Clinical presentation varies but often includes headache, fever, nausea, vomiting, and nasal discharge, which may be purulent or non-purulent. In more severe cases, neurological symptoms such as seizures can occur [
1-
7]. Infection may spread contiguously, resulting in periorbital complications. The relatively high rate of intracranial complications, particularly among pediatric patients, highlights the seriousness of this condition [
2,
5,
7].
Cross-sectional imaging is critical for diagnosis, with magnetic resonance imaging providing superior soft tissue detail and facilitating detection of intracranial involvement [
2,
5]. While polymicrobial infections are frequently identified, isolation of a single pathogen, as in this case with
H. influenzae, is also possible. The substantial proportion of culture-negative cases further illustrates the challenges of microbiological diagnosis [
3-
5].
The cornerstone of treatment involves a combination of broad-spectrum antibiotics and surgical drainage. The choice of surgical approach depends on the extent and location of the abscess and any associated sinus involvement [
5,
8]. Prolonged courses of intravenous antibiotics are often necessary, especially when osteomyelitis or intracranial spread is present, underscoring the need for careful and extended antimicrobial therapy [
3,
4,
6,
7,
9].
When evaluating a postoperative collection, it is essential to consider conditions that may mimic the clinical picture of PPT. Cranial hematoma can present with forehead swelling but may lack infection-related signs such as fever or leukocytosis. Isolated osteomyelitis without abscess formation may cause localized pain and swelling, but typically does not produce a well-demarcated fluid collection on imaging. Uncomplicated sinusitis with soft tissue edema can result in forehead swelling due to inflammatory spread, but usually lacks the firm, fluctuant quality of an abscess.
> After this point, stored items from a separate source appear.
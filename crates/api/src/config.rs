use serde::Deserialize;
use std::net::{AddrParseError, SocketAddr};
use std::time::Duration;

use domain::models::TrackerOptions;
use shared::retry::RetryPolicy;
use validator::Validate;

#[derive(Debug, Clone, Deserialize)]
pub struct Config {
    pub server: ServerConfig,
    pub database: DatabaseConfig,
    pub logging: LoggingConfig,
    pub discord: DiscordConfig,
    #[serde(default)]
    pub tracker: TrackerConfig,
}

#[derive(Debug, Clone, Deserialize)]
pub struct ServerConfig {
    #[serde(default = "default_host")]
    pub host: String,

    #[serde(default = "default_port")]
    pub port: u16,

    #[serde(default = "default_request_timeout")]
    pub request_timeout_secs: u64,

    /// Shared secret for `X-Signature-256` on the ingest endpoint.
    /// Signatures are not checked when unset.
    #[serde(default)]
    pub ingest_secret: Option<String>,
}

#[derive(Debug, Clone, Deserialize)]
pub struct DatabaseConfig {
    pub url: String,

    #[serde(default = "default_max_connections")]
    pub max_connections: u32,

    #[serde(default = "default_min_connections")]
    pub min_connections: u32,

    #[serde(default = "default_connect_timeout")]
    pub connect_timeout_secs: u64,

    #[serde(default = "default_idle_timeout")]
    pub idle_timeout_secs: u64,
}

#[derive(Debug, Clone, Deserialize)]
pub struct LoggingConfig {
    #[serde(default = "default_log_level")]
    pub level: String,

    #[serde(default = "default_log_format")]
    pub format: String,
}

#[derive(Debug, Clone, Deserialize)]
pub struct DiscordConfig {
    /// Bot token sent as `Authorization: Bot <token>`.
    pub bot_token: String,

    #[serde(default = "default_discord_api_base_url")]
    pub api_base_url: String,

    #[serde(default = "default_discord_timeout")]
    pub request_timeout_secs: u64,
}

/// Tracker tuning. Mapped onto [`TrackerOptions`] once at startup.
#[derive(Debug, Clone, Deserialize)]
pub struct TrackerConfig {
    #[serde(default = "default_model_name")]
    pub model_name: String,

    /// Log retries and swallowed failures at warn/error instead of debug.
    #[serde(default)]
    pub verbose: bool,

    #[serde(default = "default_threshold_days")]
    pub account_age_threshold_days: i64,

    #[serde(default = "default_threshold_days")]
    pub rejoin_threshold_days: i64,

    #[serde(default = "default_retry_attempts")]
    pub retry_attempts: u32,

    #[serde(default = "default_retry_delay_ms")]
    pub retry_delay_ms: u64,

    /// Capacity of the channel between the ingest endpoint and the tracker.
    #[serde(default = "default_event_buffer")]
    pub event_buffer: usize,
}

impl Default for TrackerConfig {
    fn default() -> Self {
        Self {
            model_name: default_model_name(),
            verbose: false,
            account_age_threshold_days: default_threshold_days(),
            rejoin_threshold_days: default_threshold_days(),
            retry_attempts: default_retry_attempts(),
            retry_delay_ms: default_retry_delay_ms(),
            event_buffer: default_event_buffer(),
        }
    }
}

impl TrackerConfig {
    pub fn to_options(&self) -> TrackerOptions {
        TrackerOptions::default()
            .with_model_name(self.model_name.clone())
            .with_verbose(self.verbose)
            .with_account_age_threshold(chrono::Duration::days(self.account_age_threshold_days))
            .with_rejoin_threshold(chrono::Duration::days(self.rejoin_threshold_days))
            .with_retry_policy(RetryPolicy::new(
                self.retry_attempts,
                Duration::from_millis(self.retry_delay_ms),
            ))
    }
}

impl DatabaseConfig {
    pub fn pool_config(&self) -> persistence::db::DatabaseConfig {
        persistence::db::DatabaseConfig {
            url: self.url.clone(),
            max_connections: self.max_connections,
            min_connections: self.min_connections,
            connect_timeout_secs: self.connect_timeout_secs,
            idle_timeout_secs: self.idle_timeout_secs,
        }
    }
}

// Default value functions
fn default_host() -> String {
    "0.0.0.0".to_string()
}
fn default_port() -> u16 {
    8080
}
fn default_request_timeout() -> u64 {
    30
}
fn default_max_connections() -> u32 {
    10
}
fn default_min_connections() -> u32 {
    1
}
fn default_connect_timeout() -> u64 {
    10
}
fn default_idle_timeout() -> u64 {
    600
}
fn default_log_level() -> String {
    "info".to_string()
}
fn default_log_format() -> String {
    "json".to_string()
}
fn default_discord_api_base_url() -> String {
    "https://discord.com/api/v10".to_string()
}
fn default_discord_timeout() -> u64 {
    10
}
fn default_model_name() -> String {
    domain::models::DEFAULT_MODEL_NAME.to_string()
}
fn default_threshold_days() -> i64 {
    7
}
fn default_retry_attempts() -> u32 {
    shared::retry::DEFAULT_MAX_ATTEMPTS
}
fn default_retry_delay_ms() -> u64 {
    2000
}
fn default_event_buffer() -> usize {
    1024
}

/// Configuration validation error
#[derive(Debug, thiserror::Error)]
pub enum ConfigValidationError {
    #[error("Missing required configuration: {0}")]
    MissingRequired(String),

    #[error("Invalid configuration value: {0}")]
    InvalidValue(String),
}

impl Config {
    /// Load configuration from files and environment variables.
    ///
    /// Loading order (later sources override earlier):
    /// 1. config/default.toml - base configuration with defaults
    /// 2. config/local.toml - local overrides (optional, not in git)
    /// 3. Environment variables with TRACKER__ prefix
    pub fn load() -> Result<Self, config::ConfigError> {
        let config = config::Config::builder()
            .add_source(config::File::with_name("config/default"))
            .add_source(config::File::with_name("config/local").required(false))
            .add_source(config::Environment::with_prefix("TRACKER").separator("__"))
            .build()?;

        let cfg: Self = config.try_deserialize()?;
        cfg.validate()
            .map_err(|e| config::ConfigError::Message(e.to_string()))?;
        Ok(cfg)
    }

    /// Load configuration for testing with custom overrides.
    ///
    /// Builds the config from embedded defaults so tests do not depend on
    /// files in the working directory. Validation is skipped.
    pub fn load_for_test(overrides: &[(&str, &str)]) -> Result<Self, config::ConfigError> {
        let defaults = r#"
            [server]
            host = "0.0.0.0"
            port = 8080
            request_timeout_secs = 30

            [database]
            url = ""
            max_connections = 10
            min_connections = 1
            connect_timeout_secs = 10
            idle_timeout_secs = 600

            [logging]
            level = "info"
            format = "json"

            [discord]
            bot_token = ""
            api_base_url = "https://discord.com/api/v10"
            request_timeout_secs = 10

            [tracker]
            model_name = "invite_joins"
            verbose = false
            account_age_threshold_days = 7
            rejoin_threshold_days = 7
            retry_attempts = 3
            retry_delay_ms = 2000
            event_buffer = 1024
        "#;

        let mut builder = config::Config::builder()
            .add_source(config::File::from_str(defaults, config::FileFormat::Toml));

        for (key, value) in overrides {
            builder = builder.set_override(*key, *value)?;
        }

        builder.build()?.try_deserialize()
    }

    /// Validate configuration values.
    pub fn validate(&self) -> Result<(), ConfigValidationError> {
        if self.database.url.is_empty() {
            return Err(ConfigValidationError::MissingRequired(
                "TRACKER__DATABASE__URL environment variable must be set".to_string(),
            ));
        }

        if self.discord.bot_token.is_empty() {
            return Err(ConfigValidationError::MissingRequired(
                "TRACKER__DISCORD__BOT_TOKEN environment variable must be set".to_string(),
            ));
        }

        if self.server.port == 0 {
            return Err(ConfigValidationError::InvalidValue(
                "Server port cannot be 0".to_string(),
            ));
        }

        if self.database.min_connections > self.database.max_connections {
            return Err(ConfigValidationError::InvalidValue(
                "min_connections cannot exceed max_connections".to_string(),
            ));
        }

        if self.tracker.retry_attempts == 0 {
            return Err(ConfigValidationError::InvalidValue(
                "retry_attempts must be at least 1".to_string(),
            ));
        }

        if self.tracker.event_buffer == 0 {
            return Err(ConfigValidationError::InvalidValue(
                "event_buffer must be at least 1".to_string(),
            ));
        }

        if self.tracker.account_age_threshold_days < 0 || self.tracker.rejoin_threshold_days < 0 {
            return Err(ConfigValidationError::InvalidValue(
                "thresholds cannot be negative".to_string(),
            ));
        }

        self.tracker
            .to_options()
            .validate()
            .map_err(|e| ConfigValidationError::InvalidValue(e.to_string()))?;

        Ok(())
    }

    pub fn socket_addr(&self) -> Result<SocketAddr, AddrParseError> {
        format!("{}:{}", self.server.host, self.server.port).parse()
    }
}
use std::sync::Arc;

use anyhow::{Context, Result};
use tokio::sync::mpsc;
use tracing::{info, warn};

use domain::services::InviteTracker;
use invite_tracker_api::{
    app, config::Config, discord::DiscordRestPlatform, middleware, observer::spawn_observer,
};
use persistence::db::connect_with_retry;
use persistence::repositories::JoinRecordRepository;
use shared::retry::Retry;

#[tokio::main]
async fn main() -> Result<()> {
    // Load .env file if present
    dotenvy::dotenv().ok();

    let config = Config::load()?;

    middleware::logging::init_logging(&config.logging);
    middleware::init_metrics()?;

    info!("Starting invite tracker v{}", env!("CARGO_PKG_VERSION"));

    let options = config.tracker.to_options();
    let retry = Retry::new(options.retry_policy(), options.verbose());

    // Without storage there is nothing to track; exhaustion ends the process.
    let pool = connect_with_retry(&config.database.pool_config(), &retry)
        .await
        .context("Could not connect to the database")?;

    let repository = JoinRecordRepository::new(pool.clone(), options.model_name())?;
    repository.ensure_schema().await?;

    let platform = DiscordRestPlatform::new(&config.discord)?;
    let tracker = Arc::new(InviteTracker::with_retry(
        Arc::new(platform),
        Arc::new(repository),
        options,
        retry,
    ));
    let observer = spawn_observer(tracker.subscribe());

    let (events_tx, events_rx) = mpsc::channel(config.tracker.event_buffer);
    let tracker_task = tokio::spawn(tracker.clone().run(events_rx));

    let addr = config.socket_addr()?;
    let app = app::create_app(config, pool, events_tx);

    info!("Server listening on {}", addr);
    let listener = tokio::net::TcpListener::bind(addr).await?;
    axum::serve(listener, app)
        .with_graceful_shutdown(shutdown_signal())
        .await?;

    // The router owned the last event sender; the tracker drains and stops.
    tracker_task.await?;
    // The observer ends only once the last tracker handle, and with it the
    // notification sender, is dropped.
    drop(tracker);
    observer.await?;
    info!("Shutdown complete");

    Ok(())
}

async fn shutdown_signal() {
    match tokio::signal::ctrl_c().await {
        Ok(()) => info!("Shutdown signal received"),
        Err(e) => {
            warn!(error = %e, "Could not listen for shutdown signal");
            std::future::pending::<()>().await;
        }
    }
}
use axum::{
    http::StatusCode,
    response::{IntoResponse, Response},
    Json,
};
use serde::Serialize;
use thiserror::Error;

#[derive(Debug, Error)]
pub enum ApiError {
    #[error("Unauthorized: {0}")]
    Unauthorized(String),

    #[error("Validation error: {0}")]
    Validation(String),

    #[error("Internal error: {0}")]
    Internal(String),

    #[error("Service unavailable: {0}")]
    ServiceUnavailable(String),
}

#[derive(Debug, Serialize)]
struct ErrorBody {
    error: String,
    message: String,
}

impl IntoResponse for ApiError {
    fn into_response(self) -> Response {
        let (status, error_code, message) = match &self {
            ApiError::Unauthorized(msg) => (StatusCode::UNAUTHORIZED, "unauthorized", msg.clone()),
            ApiError::Validation(msg) => (StatusCode::BAD_REQUEST, "validation_error", msg.clone()),
            ApiError::Internal(msg) => {
                tracing::error!("Internal error: {}", msg);
                (
                    StatusCode::INTERNAL_SERVER_ERROR,
                    "internal_error",
                    "An internal error occurred".into(),
                )
            }
            ApiError::ServiceUnavailable(msg) => (
                StatusCode::SERVICE_UNAVAILABLE,
                "service_unavailable",
                msg.clone(),
            ),
        };

        let body = ErrorBody {
            error: error_code.into(),
            message,
        };

        (status, Json(body)).into_response()
    }
}

impl From<serde_json::Error> for ApiError {
    fn from(err: serde_json::Error) -> Self {
        ApiError::Validation(format!("Invalid event payload: {}", err))
    }
}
Benign or malignant skull tumors generally have a more gradual onset and may be associated with neurological deficits depending on their location.
DISCUSSION
PPT remains a rare but serious infectious complication that can arise following frontal sinusitis or other precipitating events. The occurrence of PPT in this patient after facial feminization surgery, specifically involving manipulation of the frontal bone and sinus, represents a novel clinical scenario. As the prevalence and accessibility of facial feminization procedures continue to increase, it is vital for surgeons performing these intricate osseous and soft tissue modifications to be aware of rare but serious postoperative complications such as PPT. Early recognition, coupled with timely and appropriate management, is essential to prevent significant morbidity and to ensure favorable aesthetic outcomes.
This unique case underscores the importance of considering even rare infectious complications in the postoperative period following facial feminization surgery. Surgical manipulation of the frontal bone and sinuses, while intended to achieve specific aesthetic outcomes, inherently carries a risk of infection, which may arise even after a delayed interval. The successful management in this instance, with complete infection resolution and preservation of aesthetic outcomes, highlights the importance of a multidisciplinary approach, including surgical intervention, targeted antibiotic therapy based on culture results, and vigilant postoperative monitoring. Further documentation of similar cases will help clarify the true incidence and risk factors for PPT in the context of gender-affirming facial surgery, ultimately enhancing patient care and outcomes as this field evolves.